*WORK TASK:*
Scan the entries and copy each line where the word "None" is present.

*INPUT:*
//! Raster canvas with a 2D transform stack.
//!
//! The pixmap starts white (or transparent). Every glyph casts its own
//! blurred grey shadow just before it is drawn, so a glyph's shadow falls
//! over the glyphs drawn before it but never over itself.

use crate::catalog::Glyph;
use crate::rendering::paint::{PaintCommand, Placement};
use crate::{Error, Result};
use image::{imageops, Rgba, RgbaImage};
use tiny_skia::{BlendMode, Color, FilterQuality, IntRect, IntSize, Pixmap, PixmapPaint, Point, Transform};

/// Soft shadow under every drawn glyph
#[derive(Debug, Clone, Copy, PartialEq)]
pub struct Shadow {
    /// Blur radius in the 2D-canvas sense; the Gaussian sigma is half of it
    pub blur: f32,
    pub rgb: [u8; 3],
}

impl Default for Shadow {
    fn default() -> Self {
        Self {
            blur: 2.0,
            rgb: [128, 128, 128],
        }
    }
}

impl Shadow {
    /// Gaussian sigma used for the blur
    pub fn sigma(&self) -> f32 {
        self.blur / 2.0
    }

    /// How far past a glyph's edge the shadow can reach, in pixels
    pub fn reach(&self) -> i32 {
        (self.sigma() * 3.0).ceil() as i32 + 1
    }
}

const GLYPH_PAINT: PixmapPaint = PixmapPaint {
    opacity: 1.0,
    blend_mode: BlendMode::SourceOver,
    quality: FilterQuality::Bilinear,
};

pub struct Canvas {
    layer: Pixmap,
    transform: Transform,
    saved: Vec<Transform>,
    transparent: bool,
    shadow: Shadow,
}

impl Canvas {
    pub fn new(width: u32, height: u32, transparent: bool) -> Result<Self> {
        let mut layer = Pixmap::new(width, height).ok_or_else(|| {
            Error::RenderError(format!("cannot allocate a {}x{} canvas", width, height))
        })?;
        if !transparent {
            layer.fill(Color::WHITE);
        }
        Ok(Self {
            layer,
            transform: Transform::identity(),
            saved: Vec::new(),
            transparent,
            shadow: Shadow::default(),
        })
    }

    pub fn with_shadow(mut self, shadow: Shadow) -> Self {
        self.shadow = shadow;
        self
    }

    pub fn width(&self) -> u32 {
        self.layer.width()
    }

    pub fn height(&self) -> u32 {
        self.layer.height()
    }

    pub fn is_transparent(&self) -> bool {
        self.transparent
    }

    /// Current transform applied to draws
    pub fn transform(&self) -> Transform {
        self.transform
    }

    /// Number of unmatched [`Canvas::save`] calls
    pub fn save_depth(&self) -> usize {
        self.saved.len()
    }

    pub fn save(&mut self) {
        self.saved.push(self.transform);
    }

    pub fn restore(&mut self) {
        if let Some(t) = self.saved.pop() {
            self.transform = t;
        }
    }

    pub fn translate(&mut self, tx: f32, ty: f32) {
        self.transform = self.transform.pre_translate(tx, ty);
    }

    pub fn rotate(&mut self, radians: f32) {
        self.transform = self
            .transform
            .pre_concat(Transform::from_rotate(radians.to_degrees()));
    }

    /// Draw `glyph` scaled into the `width` x `height` box at `(x, y)` under
    /// the current transform, preceded by its shadow.
    pub fn draw_image(&mut self, glyph: &Glyph, x: f32, y: f32, width: f32, height: f32) {
        let sx = width / glyph.width() as f32;
        let sy = height / glyph.height() as f32;
        let transform = self.transform.pre_translate(x, y).pre_scale(sx, sy);
        self.draw_shadow(glyph, transform);
        self.layer
            .draw_pixmap(0, 0, glyph.pixmap().as_ref(), &GLYPH_PAINT, transform, None);
    }

    /// Blur the glyph's silhouette within the area its shadow can reach and
    /// composite it onto the canvas.
    fn draw_shadow(&mut self, glyph: &Glyph, transform: Transform) {
        if self.shadow.blur <= 0.0 {
            return;
        }
        let Some(bounds) = self.shadow_bounds(glyph, transform) else {
            return;
        };
        let Some(mut scratch) = Pixmap::new(bounds.width(), bounds.height()) else {
            return;
        };
        let local = transform.post_translate(-bounds.x() as f32, -bounds.y() as f32);
        scratch.draw_pixmap(0, 0, glyph.pixmap().as_ref(), &GLYPH_PAINT, local, None);

        if let Some(shadow) = shadow_pixmap(&scratch, &self.shadow) {
            self.layer.draw_pixmap(
                bounds.x(),
                bounds.y(),
                shadow.as_ref(),
                &PixmapPaint::default(),
                Transform::identity(),
                None,
            );
        }
    }

    /// Device-space box covering the transformed glyph plus the shadow's
    /// reach, clipped to the canvas.
    fn shadow_bounds(&self, glyph: &Glyph, transform: Transform) -> Option<IntRect> {
        let (w, h) = (glyph.width() as f32, glyph.height() as f32);
        let mut corners = [
            Point::from_xy(0.0, 0.0),
            Point::from_xy(w, 0.0),
            Point::from_xy(0.0, h),
            Point::from_xy(w, h),
        ];
        transform.map_points(&mut corners);

        let (mut left, mut top) = (f32::MAX, f32::MAX);
        let (mut right, mut bottom) = (f32::MIN, f32::MIN);
        for p in &corners {
            left = left.min(p.x);
            top = top.min(p.y);
            right = right.max(p.x);
            bottom = bottom.max(p.y);
        }
        if !(left.is_finite() && top.is_finite() && right.is_finite() && bottom.is_finite()) {
            return None;
        }

        let reach = self.shadow.reach();
        let x0 = (left.floor() as i32 - reach).max(0);
        let y0 = (top.floor() as i32 - reach).max(0);
        let x1 = (right.ceil() as i32 + reach).min(self.width() as i32);
        let y1 = (bottom.ceil() as i32 + reach).min(self.height() as i32);
        if x1 <= x0 || y1 <= y0 {
            return None;
        }
        IntRect::from_ltrb(x0, y0, x1, y1)
    }

    /// Draw a glyph rotated about its own center, leaving the transform as
    /// it was found.
    pub fn draw_rotated(&mut self, glyph: &Glyph, placement: &Placement) {
        let (cx, cy) = placement.center();
        self.save();
        self.translate(cx, cy);
        self.rotate(placement.rotation);
        self.translate(-cx, -cy);
        self.draw_image(
            glyph,
            placement.x,
            placement.y,
            placement.width,
            placement.height,
        );
        self.restore();
    }

    pub fn paint(&mut self, command: &PaintCommand) {
        self.draw_rotated(&command.glyph, &command.placement);
    }

    /// Background, shadows and glyphs drawn so far
    pub fn pixmap(&self) -> &Pixmap {
        &self.layer
    }

    pub fn encode_png(&self) -> Result<Vec<u8>> {
        self.layer
            .encode_png()
            .map_err(|e| Error::RenderError(format!("PNG encoding failed: {}", e)))
    }
}

/// Grey silhouette of `layer`, Gaussian-blurred.
fn shadow_pixmap(layer: &Pixmap, shadow: &Shadow) -> Option<Pixmap> {
    let [r, g, b] = shadow.rgb;
    let mut silhouette = RgbaImage::new(layer.width(), layer.height());
    for (dst, src) in silhouette.pixels_mut().zip(layer.pixels()) {
        *dst = Rgba([r, g, b, src.alpha()]);
    }
    let blurred = imageops::blur(&silhouette, shadow.sigma());

    let size = IntSize::from_wh(blurred.width(), blurred.height())?;
    let mut rgba = blurred.into_raw();
    premultiply_rgba_in_place(&mut rgba);
    Pixmap::from_vec(rgba, size)
}

/// Convert straight RGBA bytes to the premultiplied form tiny-skia stores.
pub fn premultiply_rgba_in_place(rgba: &mut [u8]) {
    for px in rgba.chunks_exact_mut(4) {
        let a = px[3] as u16;
        for c in &mut px[..3] {
            *c = ((*c as u16 * a + 127) / 255) as u8;
        }
    }
}

#[cfg(test)]
mod tests {
    use super::*;

    fn black_glyph(width: u32, height: u32) -> Glyph {
        let image = RgbaImage::from_pixel(width, height, Rgba([0, 0, 0, 255]));
        Glyph::from_rgba(image).unwrap()
    }

    #[test]
    fn zero_sized_canvas_is_an_error() {
        assert!(matches!(Canvas::new(0, 10, false), Err(Error::RenderError(_))));
    }

    #[test]
    fn rotated_draws_restore_the_transform() {
        let mut canvas = Canvas::new(100, 60, false).unwrap();
        let glyph = black_glyph(8, 8);
        for i in 0..10 {
            let placement = Placement {
                x: 5.0 + i as f32 * 7.0,
                y: 10.0,
                width: 20.0,
                height: 30.0,
                rotation: 0.3 * (i as f32 - 5.0),
            };
            canvas.draw_rotated(&glyph, &placement);
        }
        assert!(canvas.transform().is_identity());
        assert_eq!(canvas.save_depth(), 0);
    }

    #[test]
    fn unbalanced_restore_is_harmless() {
        let mut canvas = Canvas::new(4, 4, true).unwrap();
        canvas.restore();
        assert!(canvas.transform().is_identity());
    }

    fn red_glyph(width: u32, height: u32) -> Glyph {
        let image = RgbaImage::from_pixel(width, height, Rgba([255, 0, 0, 255]));
        Glyph::from_rgba(image).unwrap()
    }

    #[test]
    fn image_is_scaled_into_its_box() {
        let mut canvas = Canvas::new(40, 40, true).unwrap();
        canvas.draw_image(&black_glyph(2, 2), 10.0, 10.0, 20.0, 20.0);
        let layer = canvas.pixmap();
        let at = |x: u32, y: u32| layer.pixel(x, y).map(|p| p.alpha()).unwrap_or(0);
        assert_eq!(at(20, 20), 255);
        assert_eq!(at(2, 2), 0);
        assert_eq!(at(35, 35), 0);
    }

    #[test]
    fn opaque_background_is_white() {
        let canvas = Canvas::new(8, 8, false).unwrap();
        let px = canvas.pixmap().pixel(0, 0).unwrap();
        assert_eq!((px.red(), px.green(), px.blue(), px.alpha()), (255, 255, 255, 255));
    }

    #[test]
    fn transparent_background_stays_clear() {
        let canvas = Canvas::new(8, 8, true).unwrap();
        assert!(canvas.pixmap().pixels().iter().all(|p| p.alpha() == 0));
    }

    #[test]
    fn shadow_bleeds_past_the_glyph_edge() {
        let mut canvas = Canvas::new(30, 30, true).unwrap();
        canvas.draw_image(&black_glyph(1, 1), 10.0, 10.0, 10.0, 10.0);
        let out = canvas.pixmap();
        let outside = out.pixel(9, 15).unwrap();
        assert!(outside.alpha() > 0, "shadow should extend beyond the glyph");
        assert_eq!(out.pixel(0, 0).unwrap().alpha(), 0);
    }

    #[test]
    fn later_shadow_falls_on_earlier_glyph() {
        let mut canvas = Canvas::new(32, 20, false).unwrap();
        canvas.draw_image(&red_glyph(10, 10), 5.0, 5.0, 10.0, 10.0);
        canvas.draw_image(&red_glyph(10, 10), 15.0, 5.0, 10.0, 10.0);
        let out = canvas.pixmap();

        // Right edge of the first glyph sits under the second glyph's shadow
        let shaded = out.pixel(14, 10).unwrap();
        assert!(shaded.green() > 0 && shaded.red() < 255, "{shaded:?}");

        // Each glyph covers its own shadow
        let far = out.pixel(6, 10).unwrap();
        assert_eq!((far.red(), far.green(), far.blue()), (255, 0, 0));
        let own = out.pixel(17, 10).unwrap();
        assert_eq!((own.red(), own.green(), own.blue()), (255, 0, 0));
    }

    #[test]
    fn zero_blur_casts_no_shadow() {
        let mut canvas = Canvas::new(30, 30, true).unwrap().with_shadow(Shadow {
            blur: 0.0,
            ..Shadow::default()
        });
        canvas.draw_image(&black_glyph(1, 1), 10.0, 10.0, 10.0, 10.0);
        assert_eq!(canvas.pixmap().pixel(9, 15).unwrap().alpha(), 0);
    }

    #[test]
    fn premultiply_scales_color_by_alpha() {
        let mut px = [255, 128, 0, 128, 10, 20, 30, 0];
        premultiply_rgba_in_place(&mut px);
        assert_eq!(&px[..4], &[128, 64, 0, 128]);
        assert_eq!(&px[4..], &[0, 0, 0, 0]);
    }
}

*THE COMPLETED TASK:*
            .draw_pixmap(0, 0, glyph.pixmap().as_ref(), &GLYPH_PAINT, transform, None);
        scratch.draw_pixmap(0, 0, glyph.pixmap().as_ref(), &GLYPH_PAINT, local, None);
                None,
            return None;
            return None;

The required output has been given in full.